▶ _Your assignment_: Report how many lines below contain the word "ScriptStage", and give only that number.
Material for the task section start
use super::State;
use crate::config::{ConfigValue, UserProperties};
use crate::error::Result;
use crate::types::ProjectVersionRef;

pub const PARENT_INJECTION: &str = "parentInjection";

pub(crate) const CONFIG_VALUES: &[ConfigValue] =
    &[ConfigValue::new(PARENT_INJECTION, "misc.html#parent-injection")];

/// Parent to inject into the inheritance root
#[derive(Debug, Clone, Default, PartialEq, Eq)]
pub struct ParentInjectionState {
    pub parent: Option<ProjectVersionRef>,
}

impl ParentInjectionState {
    pub fn new(props: &UserProperties) -> Result<Self> {
        Ok(Self {
            parent: props
                .get_non_empty(PARENT_INJECTION)
                .map(ProjectVersionRef::parse)
                .transpose()?,
        })
    }
}

impl State for ParentInjectionState {
    fn is_enabled(&self) -> bool {
        self.parent.is_some()
    }
}
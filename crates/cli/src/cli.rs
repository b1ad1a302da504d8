use anyhow::Result;
use clap::{Parser, Subcommand};
use std::path::PathBuf;

use crate::commands::{ApplyArgs, apply_command, docs_command};

#[derive(Parser, Debug)]
#[command(name = "pme")]
#[command(version, about, long_about = None)]
#[command(after_help = "ENVIRONMENT:\n    RUST_LOG=debug    Enable debug logging")]
pub struct Pme {
    #[command(subcommand)]
    pub command: Commands,
}

#[derive(Subcommand, Debug)]
pub enum Commands {
    /// Manipulate the reactor rooted at a POM
    #[command(visible_alias = "a")]
    Apply {
        /// Root POM of the reactor
        #[arg(short = 'f', long = "file", default_value = "pom.xml")]
        file: PathBuf,

        /// User property, as key=value (a bare key means true)
        #[arg(short = 'D', value_name = "KEY=VALUE")]
        define: Vec<String>,

        /// Active profiles, comma separated
        #[arg(short = 'P', long = "profiles", value_delimiter = ',')]
        profiles: Vec<String>,

        /// Remote repository to resolve POMs and metadata from (repeatable)
        #[arg(long = "remote-repository", value_name = "URL")]
        remote_repositories: Vec<String>,

        /// Local repository directory (defaults to ~/.m2/repository)
        #[arg(long = "local-repository", value_name = "DIR")]
        local_repository: Option<PathBuf>,
    },
    /// Write the index of documented properties
    Docs {
        /// Output file
        #[arg(short, long, default_value = pme_core::config::docs::DEFAULT_INDEX)]
        output: PathBuf,
    },
}

impl Commands {
    /// Execute the command
    pub fn execute(self) -> Result<()> {
        match self {
            Commands::Apply {
                file,
                define,
                profiles,
                remote_repositories,
                local_repository,
            } => apply_command(ApplyArgs {
                file,
                define,
                profiles,
                remote_repositories,
                local_repository,
            }),
            Commands::Docs { output } => docs_command(&output),
        }
    }
}
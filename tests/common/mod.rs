#![allow(dead_code)]

use pme::{HostEvent, ManipulatingHost, ManipulationReport, ManipulationRequest, Session};
use std::fs;
use std::path::{Path, PathBuf};

/// Write `contents` to `dir/relative`, creating parent directories
pub fn write(dir: &Path, relative: &str, contents: &str) -> PathBuf {
    let path = dir.join(relative);
    fs::create_dir_all(path.parent().unwrap()).unwrap();
    fs::write(&path, contents).unwrap();
    path
}

pub fn read(dir: &Path, relative: &str) -> String {
    fs::read_to_string(dir.join(relative)).unwrap()
}

/// Session over `dir/pom.xml` resolving only from `dir/repository`
pub fn session(dir: &Path, props: &[(&str, &str)]) -> Session {
    let request = ManipulationRequest::new(dir.join("pom.xml"))
        .with_local_repository(dir.join("repository"))
        .with_remote_repositories(Vec::new());
    Session::new(request, props.iter().copied().collect())
}

/// Run one manipulation the way a host would, failing on stored errors
pub fn manipulate(dir: &Path, props: &[(&str, &str)]) -> pme::Result<Option<ManipulationReport>> {
    let mut session = session(dir, props);
    let host = ManipulatingHost::default();
    let report = host.on_event(HostEvent::ProjectDiscoveryStarted, &mut session)?;
    host.on_event(HostEvent::ProjectsRead, &mut session)?;
    Ok(report)
}
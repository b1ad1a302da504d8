use super::State;
use crate::config::{ConfigValue, UserProperties};
use crate::error::{Error, Result};
use std::fmt;
use tracing::debug;

pub const JSON_UPDATE: &str = "jsonUpdate";

pub(crate) const CONFIG_VALUES: &[ConfigValue] = &[ConfigValue::new(JSON_UPDATE, "json.html")];

/// One `file:path:value` edit. An empty value deletes the matched nodes.
#[derive(Debug, Clone, PartialEq, Eq)]
pub struct JsonOperation {
    pub file: String,
    pub path: String,
    pub update: String,
}

impl fmt::Display for JsonOperation {
    fn fmt(&self, f: &mut fmt::Formatter<'_>) -> fmt::Result {
        write!(f, "File {} path '{}' update {}", self.file, self.path, self.update)
    }
}

#[derive(Debug, Clone, Default, PartialEq, Eq)]
pub struct JsonState {
    pub operations: Vec<JsonOperation>,
}

impl JsonState {
    pub fn new(props: &UserProperties) -> Result<Self> {
        let Some(property) = props.get(JSON_UPDATE).filter(|v| !v.is_empty()) else {
            return Ok(Self::default());
        };

        let mut operations = Vec::new();
        for operation in split_unescaped(property, ',', None) {
            if operation.is_empty() {
                continue;
            }
            let components = split_unescaped(&operation, ':', Some(3));
            let [file, path, update] = components.as_slice() else {
                return Err(Error::Config(format!(
                    "Unable to parse command {operation} from property {property}"
                )));
            };
            let operation = JsonOperation {
                file: file.clone(),
                path: path.clone(),
                update: update.clone(),
            };
            debug!("Adding JSON operation: {operation}");
            operations.push(operation);
        }
        Ok(Self { operations })
    }
}

/// Split on `separator` unless it is preceded by a backslash, then unescape
/// `\<separator>` in each part. With a limit the last part keeps the rest.
fn split_unescaped(value: &str, separator: char, limit: Option<usize>) -> Vec<String> {
    let mut parts = Vec::new();
    let mut current = String::new();
    let mut previous = None;
    for c in value.chars() {
        let at_limit = limit.is_some_and(|l| parts.len() + 1 >= l);
        if c == separator && previous != Some('\\') && !at_limit {
            parts.push(std::mem::take(&mut current));
        } else {
            current.push(c);
        }
        previous = Some(c);
    }
    parts.push(current);

    let escaped = format!("\\{separator}");
    parts
        .into_iter()
        .map(|part| part.replace(&escaped, &separator.to_string()))
        .collect()
}

impl State for JsonState {
    fn is_enabled(&self) -> bool {
        !self.operations.is_empty()
    }
}
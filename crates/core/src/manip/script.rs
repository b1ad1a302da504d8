use super::{Manipulator, ManipulatorKind};
use crate::error::{Error, Result};
use crate::script::{ScriptContext, ScriptLoader, ScriptStage};
use crate::session::Session;
use crate::state::ScriptState;
use crate::types::ProjectRef;
use crate::xml::Element;
use std::collections::{BTreeSet, HashMap};
use std::fmt;
use std::sync::Arc;
use tracing::info;

/// Runs every configured script at one stage and reports the projects
/// whose model differs afterwards
#[derive(Clone)]
struct ScriptRunner {
    stage: ScriptStage,
    loader: Arc<dyn ScriptLoader>,
}

impl ScriptRunner {
    fn run(&self, session: &mut Session) -> Result<BTreeSet<ProjectRef>> {
        let locations = session.require_state::<ScriptState>()?.locations.clone();
        let before: HashMap<ProjectRef, Element> = session
            .projects()
            .iter()
            .map(|p| (p.key(), p.model().root().clone()))
            .collect();

        for location in &locations {
            let script = self.loader.load(location, session.file_io())?;
            let name = script.name().to_string();
            if !script.runs_in(self.stage) {
                info!("Ignoring script {} as invoked during stage {}", name, self.stage);
                continue;
            }

            info!("Executing script {} ({}) at stage {}", name, location, self.stage);
            let mut context = ScriptContext::new(session, self.stage);
            script.run(&mut context).map_err(|error| match error.downcast::<Error>() {
                Ok(engine) => engine,
                Err(source) => Error::Script {
                    script: name.clone(),
                    source,
                },
            })?;
        }

        Ok(session
            .projects()
            .iter()
            .filter(|p| before.get(&p.key()) != Some(p.model().root()))
            .map(|p| p.key())
            .collect())
    }
}

impl fmt::Debug for ScriptRunner {
    fn fmt(&self, f: &mut fmt::Formatter<'_>) -> fmt::Result {
        f.debug_struct("ScriptRunner")
            .field("stage", &self.stage)
            .finish_non_exhaustive()
    }
}

/// Runs scripts before any other manipulator
#[derive(Debug, Clone)]
pub struct InitialScriptManipulator(ScriptRunner);

impl InitialScriptManipulator {
    pub fn new(loader: Arc<dyn ScriptLoader>) -> Self {
        Self(ScriptRunner {
            stage: ScriptStage::First,
            loader,
        })
    }
}

/// Runs scripts after every other manipulator
#[derive(Debug, Clone)]
pub struct FinalScriptManipulator(ScriptRunner);

impl FinalScriptManipulator {
    pub fn new(loader: Arc<dyn ScriptLoader>) -> Self {
        Self(ScriptRunner {
            stage: ScriptStage::Last,
            loader,
        })
    }
}

fn init_state(session: &mut Session) -> Result<()> {
    let state = ScriptState::new(session.user_properties())?;
    session.set_state(state);
    Ok(())
}

impl Manipulator for InitialScriptManipulator {
    fn kind(&self) -> ManipulatorKind {
        ManipulatorKind::InitialScript
    }

    fn init(&self, session: &mut Session) -> Result<()> {
        init_state(session)
    }

    fn is_enabled(&self, session: &Session) -> bool {
        session.is_state_enabled::<ScriptState>()
    }

    fn apply_changes(&self, session: &mut Session) -> Result<BTreeSet<ProjectRef>> {
        self.0.run(session)
    }
}

impl Manipulator for FinalScriptManipulator {
    fn kind(&self) -> ManipulatorKind {
        ManipulatorKind::FinalScript
    }

    fn init(&self, session: &mut Session) -> Result<()> {
        init_state(session)
    }

    fn is_enabled(&self, session: &Session) -> bool {
        session.is_state_enabled::<ScriptState>()
    }

    fn apply_changes(&self, session: &mut Session) -> Result<BTreeSet<ProjectRef>> {
        self.0.run(session)
    }
}

#[cfg(test)]
mod tests {
    use super::*;
    use crate::pom::{Model, Project};
    use crate::script::{RegisteredScriptLoader, Script};
    use crate::session::ManipulationRequest;
    use crate::test_support::capture_logs;
    use anyhow::{Context, bail};

    struct SetProperty;

    impl Script for SetProperty {
        fn name(&self) -> &str {
            "set-property"
        }

        fn stages(&self) -> &[ScriptStage] {
            &[ScriptStage::Last]
        }

        fn run(&self, context: &mut ScriptContext<'_>) -> anyhow::Result<()> {
            let gav = context.gav().context("no projects")?;
            let project = context.project_mut().context("no projects")?;
            project.model_mut().set_property("built.from", &gav.to_string());
            Ok(())
        }
    }

    struct Failing;

    impl Script for Failing {
        fn name(&self) -> &str {
            "failing"
        }

        fn run(&self, _context: &mut ScriptContext<'_>) -> anyhow::Result<()> {
            bail!("boom")
        }
    }

    struct EngineFailure;

    impl Script for EngineFailure {
        fn name(&self) -> &str {
            "engine"
        }

        fn run(&self, _context: &mut ScriptContext<'_>) -> anyhow::Result<()> {
            Err(Error::Manipulation("stop here".to_string()).into())
        }
    }

    fn session_with(scripts: &str) -> Session {
        let mut session = Session::new(
            ManipulationRequest::new("pom.xml"),
            [("manipulationScripts", scripts)].into_iter().collect(),
        );
        let model = Model::parse(
            "<project><groupId>org.example</groupId><artifactId>app</artifactId><version>1.0</version></project>",
        )
        .unwrap();
        session.set_projects(vec![Project::new("pom.xml", model)]);
        session
    }

    fn loader() -> Arc<dyn ScriptLoader> {
        Arc::new(
            RegisteredScriptLoader::new()
                .with_script("set", Arc::new(SetProperty))
                .with_script("fail", Arc::new(Failing))
                .with_script("engine", Arc::new(EngineFailure)),
        )
    }

    #[test]
    fn test_stage_filtering() {
        let mut session = session_with("set");
        let initial = InitialScriptManipulator::new(loader());
        let last = FinalScriptManipulator::new(loader());
        initial.init(&mut session).unwrap();
        last.init(&mut session).unwrap();
        assert!(initial.is_enabled(&session));

        let logs = capture_logs(|| {
            assert!(initial.apply_changes(&mut session).unwrap().is_empty());
        });
        assert!(logs.contains("Ignoring script set-property as invoked during stage FIRST"));

        let changed = last.apply_changes(&mut session).unwrap();
        assert_eq!(changed, BTreeSet::from([ProjectRef::new("org.example", "app")]));
        assert_eq!(
            session.projects()[0].model().property("built.from").as_deref(),
            Some("org.example:app:1.0")
        );
    }

    #[test]
    fn test_script_errors() {
        let mut session = session_with("fail");
        let manipulator = InitialScriptManipulator::new(loader());
        manipulator.init(&mut session).unwrap();
        match manipulator.apply_changes(&mut session) {
            Err(Error::Script { script, source }) => {
                assert_eq!(script, "failing");
                assert_eq!(source.to_string(), "boom");
            }
            other => panic!("unexpected {other:?}"),
        }

        let mut session = session_with("engine");
        manipulator.init(&mut session).unwrap();
        assert!(matches!(
            manipulator.apply_changes(&mut session),
            Err(Error::Manipulation(message)) if message == "stop here"
        ));
    }
}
Material for the task section end
▶ _Answer area_: 6